Очкарик пальнул еще раз. Хозяин ресторана как раз к покалеченному Голиафу припал, одной рукой в ужасе изувеченную часть щупая – было это смешно и постыдно, будто в похабном представлении комедиантов о нравах извращенцев, другой в воздухе знак странный чертя.
Еще удар холода – на этот раз совсем уж страшный, в мраморном Голиафе весу было килограммов четыреста. Исчезла статуя, и аристократик, на Слово ее взявший, спасший от разрушения, в улыбке радостной расплылся. И даже дырка посреди лба, от глупой пули, улыбку не согнала. Так он и рухнул – руки раскинув, навсегда свое сокровище от беды укрыв.
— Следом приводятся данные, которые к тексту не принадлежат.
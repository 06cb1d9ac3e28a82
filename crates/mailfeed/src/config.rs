//! Process configuration.
//!
//! Values come from an optional JSON file named by `MAILFEED_CONFIG`, then
//! from individual environment variables, which win.

use std::path::PathBuf;
use std::time::Duration;

use anyhow::{Context, Result, anyhow};
use mailfeed_core::{Credentials, RecipientFilter, ServerAddr};
use serde::Deserialize;

const DEFAULT_PORT: u16 = 8080;
const DEFAULT_RATE_LIMIT: u32 = 2;
const DEFAULT_SHUTDOWN_GRACE_SECS: u64 = 10;

/// Everything the file may set. All fields are optional.
#[derive(Debug, Default, Deserialize, PartialEq, Eq)]
#[serde(default, deny_unknown_fields)]
struct FileConfig {
    email_server: Option<String>,
    email_username: Option<String>,
    email_password: Option<String>,
    db_path: Option<PathBuf>,
    port: Option<u16>,
    domain: Option<String>,
    rate_limit_per_minute: Option<u32>,
    shutdown_grace_secs: Option<u64>,
}

/// Resolved configuration.
#[derive(Debug, Clone)]
pub struct Config {
    pub server: ServerAddr,
    pub credentials: Credentials,
    pub db_path: PathBuf,
    pub port: u16,
    /// Recipient domain; when set only mail to this domain is ingested.
    pub domain: Option<String>,
    pub rate_limit_per_minute: u32,
    pub shutdown_grace: Duration,
}

impl Config {
    /// Loads from the process environment.
    pub fn load() -> Result<Self> {
        Self::from_lookup(|key| std::env::var(key).ok())
    }

    /// Loads using `lookup` in place of the environment.
    pub fn from_lookup(lookup: impl Fn(&str) -> Option<String>) -> Result<Self> {
        let mut file = match lookup("MAILFEED_CONFIG") {
            Some(path) => {
                let contents = std::fs::read_to_string(&path)
                    .with_context(|| format!("reading config file {path}"))?;
                serde_json::from_str::<FileConfig>(&contents)
                    .with_context(|| format!("parsing config file {path}"))?
            }
            None => FileConfig::default(),
        };
        file.apply_env(&lookup)?;
        file.resolve()
    }

    /// Base for channel links, derived from the domain.
    pub fn link_base(&self) -> Option<String> {
        self.domain.as_ref().map(|domain| format!("https://{domain}"))
    }

    pub fn recipient_filter(&self) -> RecipientFilter {
        self.domain
            .as_deref()
            .map_or_else(RecipientFilter::any, RecipientFilter::domain)
    }
}

impl FileConfig {
    fn apply_env(&mut self, lookup: &impl Fn(&str) -> Option<String>) -> Result<()> {
        let text = |key: &str| lookup(key).filter(|value| !value.trim().is_empty());

        if let Some(value) = text("EMAIL_SERVER") {
            self.email_server = Some(value);
        }
        if let Some(value) = text("EMAIL_USERNAME") {
            self.email_username = Some(value);
        }
        if let Some(value) = lookup("EMAIL_PASSWORD").filter(|value| !value.is_empty()) {
            self.email_password = Some(value);
        }
        if let Some(value) = text("DB_PATH") {
            self.db_path = Some(PathBuf::from(value));
        }
        if let Some(value) = text("DOMAIN") {
            self.domain = Some(value);
        }
        if let Some(value) = text("PORT") {
            self.port = Some(parse_number("PORT", &value)?);
        }
        if let Some(value) = text("RATE_LIMIT_PER_MINUTE") {
            self.rate_limit_per_minute = Some(parse_number("RATE_LIMIT_PER_MINUTE", &value)?);
        }
        if let Some(value) = text("SHUTDOWN_GRACE_SECS") {
            self.shutdown_grace_secs = Some(parse_number("SHUTDOWN_GRACE_SECS", &value)?);
        }
        Ok(())
    }

    fn resolve(self) -> Result<Config> {
        let server = self
            .email_server
            .ok_or_else(|| anyhow!("EMAIL_SERVER is not set"))?;
        let server = ServerAddr::parse(&server)
            .ok_or_else(|| anyhow!("EMAIL_SERVER {server:?} is not host or host:port"))?;
        let username = self
            .email_username
            .ok_or_else(|| anyhow!("EMAIL_USERNAME is not set"))?;
        let password = self
            .email_password
            .ok_or_else(|| anyhow!("EMAIL_PASSWORD is not set"))?;

        let db_path = self.db_path.unwrap_or_else(|| {
            dirs::data_dir()
                .unwrap_or_else(|| PathBuf::from("."))
                .join("mailfeed")
                .join("mailfeed.db")
        });

        Ok(Config {
            server,
            credentials: Credentials::new(username, password),
            db_path,
            port: self.port.unwrap_or(DEFAULT_PORT),
            domain: self.domain.map(|d| d.trim().to_string()),
            rate_limit_per_minute: self.rate_limit_per_minute.unwrap_or(DEFAULT_RATE_LIMIT),
            shutdown_grace: Duration::from_secs(
                self.shutdown_grace_secs
                    .unwrap_or(DEFAULT_SHUTDOWN_GRACE_SECS),
            ),
        })
    }
}

fn parse_number<T: std::str::FromStr>(key: &str, value: &str) -> Result<T>
where
    T::Err: std::error::Error + Send + Sync + 'static,
{
    value
        .trim()
        .parse()
        .with_context(|| format!("{key} {value:?} is not a valid number"))
}

#[cfg(test)]
#[allow(clippy::unwrap_used)]
mod tests {
    use super::*;
    use std::collections::HashMap;

    fn lookup(pairs: &[(&str, &str)]) -> impl Fn(&str) -> Option<String> {
        let vars: HashMap<String, String> = pairs
            .iter()
            .map(|(k, v)| ((*k).to_string(), (*v).to_string()))
            .collect();
        move |key| vars.get(key).cloned()
    }

    const REQUIRED: [(&str, &str); 3] = [
        ("EMAIL_SERVER", "imap.example.com"),
        ("EMAIL_USERNAME", "reader"),
        ("EMAIL_PASSWORD", "secret"),
    ];

    #[test]
    fn defaults_fill_everything_optional() {
        let config = Config::from_lookup(lookup(&REQUIRED)).unwrap();
        assert_eq!(config.server, ServerAddr::new("imap.example.com", 993));
        assert_eq!(config.credentials, Credentials::new("reader", "secret"));
        assert_eq!(config.port, 8080);
        assert_eq!(config.rate_limit_per_minute, 2);
        assert_eq!(config.shutdown_grace, Duration::from_secs(10));
        assert!(config.db_path.ends_with("mailfeed/mailfeed.db"));
        assert_eq!(config.link_base(), None);
        assert_eq!(config.recipient_filter(), RecipientFilter::any());
    }

    #[test]
    fn missing_credentials_are_errors() {
        let err = Config::from_lookup(lookup(&REQUIRED[..2])).unwrap_err();
        assert!(err.to_string().contains("EMAIL_PASSWORD"));
        assert!(Config::from_lookup(lookup(&[])).is_err());
    }

    #[test]
    fn env_overrides_file() {
        let dir = std::env::temp_dir().join(format!("mailfeed-config-{}", std::process::id()));
        std::fs::create_dir_all(&dir).unwrap();
        let path = dir.join("config.json");
        std::fs::write(
            &path,
            r#"{"email_server": "file.example.com:143", "email_username": "file",
                "email_password": "pw", "port": 9000, "domain": "file.example.com"}"#,
        )
        .unwrap();

        let path = path.to_string_lossy().into_owned();
        let config = Config::from_lookup(lookup(&[
            ("MAILFEED_CONFIG", path.as_str()),
            ("EMAIL_USERNAME", "env"),
            ("DOMAIN", "mail.example.com"),
            ("RATE_LIMIT_PER_MINUTE", "5"),
        ]))
        .unwrap();

        assert_eq!(config.server, ServerAddr::new("file.example.com", 143));
        assert_eq!(config.credentials.username, "env");
        assert_eq!(config.port, 9000);
        assert_eq!(config.rate_limit_per_minute, 5);
        assert_eq!(config.link_base().as_deref(), Some("https://mail.example.com"));
        assert_eq!(
            config.recipient_filter(),
            RecipientFilter::domain("mail.example.com")
        );
        std::fs::remove_dir_all(dir).unwrap();
    }

    #[test]
    fn bad_numbers_are_rejected() {
        let mut vars = REQUIRED.to_vec();
        vars.push(("PORT", "eighty"));
        let err = Config::from_lookup(lookup(&vars)).unwrap_err();
        assert!(err.to_string().contains("PORT"));
    }

    #[test]
    fn unknown_file_keys_are_rejected() {
        assert!(serde_json::from_str::<FileConfig>(r#"{"prot": 1}"#).is_err());
    }
}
– Шайсе! – рявкнул Арнольд, повернулся и ногой со всех сил очкарику по челюсти въехал. Никто уже на побоище не смотрел, хруста позвонков не слышал, все носами в полу норы сверлили, Искупителю молились, только я и понял, что убил один стражник другого: за глупость, за плохой выстрел, за то, что навсегда вольный город Амстердам Давида с Голиафом лишился…
Посмотрели мы с Арнольдом друг на друга, и я понял – конец.
Теперь ему один выход – меня кончить.
У очкарика-то явно род древнее и могущественнее, не простят Арнольду бездумного гневного удара.
Из-под земли меня стражник достанет – я теперь его жизнь в руках держу.
Словно со страху руки все сами сделали, по курку ударили, взвели, барабан провернулся, новый патрон подставляя, крючок спусковой щелкнул, и ударил выстрел.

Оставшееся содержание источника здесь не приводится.